The Gaucho House
The gaucho house was known throughout the Argentine Republic as “el rancho”. The idiosyncrasy of the gaucho, a man who lived most of the time on the back of his horse, his preference for living his life in a nomadic way, in freedom and without clinging too much to a place, did not allow him to devote much attention to the design or construction of his house and that led him to build it austerely, without many comforts.
Generally installed at great distances from each other, the ranches were built in a simple way and without needing the help of third parties to do so. Facing the prevailing winds and occasionally protected by groves that served as a barrier, they were generally small and square.

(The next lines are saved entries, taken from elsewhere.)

//! Read-only queries over a [`Dataset`](crate::dataset::Dataset).
//!
//! Daily aggregation, count ranking and contiguous-window search live here,
//! along with the value types they return and the [`report::Report`] that
//! bundles them for presentation.

pub mod aggregate;
pub mod ranking;
pub mod report;
pub mod types;
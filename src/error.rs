//! Error types for dataset construction and queries.

use thiserror::Error;

/// Result type for traffic-count operations.
pub type Result<T> = std::result::Result<T, TrafficError>;

/// Failures reported by the codec, the dataset model and the query engines.
#[derive(Error, Debug, Clone, PartialEq, Eq)]
pub enum TrafficError {
    /// Text does not match `YYYY-MM-DDTHH:MM:SS` or names an impossible instant.
    #[error("malformed timestamp: {0:?}")]
    MalformedTimestamp(String),

    /// Epoch seconds outside the range chrono can represent.
    #[error("timestamp out of range: {0}")]
    TimestampOutOfRange(i64),

    /// A raw line that does not follow `<count> <timestamp>`.
    #[error("malformed record on line {line_number}: {reason} ({line:?})")]
    MalformedRecord {
        line_number: usize,
        line: String,
        reason: String,
    },

    /// A ranking request asked for more entries than the dataset holds.
    #[error("insufficient data: requested {requested} entries, dataset has {available}")]
    InsufficientData {
        requested: usize,
        available: usize,
    },

    /// Window length must be a positive multiple of the bucket interval.
    #[error("invalid window of {seconds}s: must be a positive multiple of the bucket interval")]
    InvalidWindow { seconds: i64 },

    /// No contiguous run is long enough to hold the requested window.
    #[error("no contiguous run fits a {window_seconds}s window (longest run: {longest_run})")]
    NoEligibleWindow {
        window_seconds: i64,
        longest_run: usize,
    },
}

They had mud walls and a thatched or reed roof. In the pampa’s territories, lashed by winds and rains, and where there were no other elements than land and pastures to build, these houses were low, with a wide eaves and sloping roofs. In mountain areas, as there were stones to build them, they were used to raise walls, joining them with a mortar that was made with a mixture of straw and horse manure.
In general, the ranch consisted of a single room, a simple and spacious room with a door and one or two small windows, protected by a couple of disjointed boards and many times without anything to cover them. Inside, the furniture and utensils of the gaucho’s house were reduced to a minimum because the gaucho was at home only to sleep, play cards or drink mate.
The ranch was perhaps the first home that the gaucho had and although very humble and simple in construction, it marked the gaucho’s history.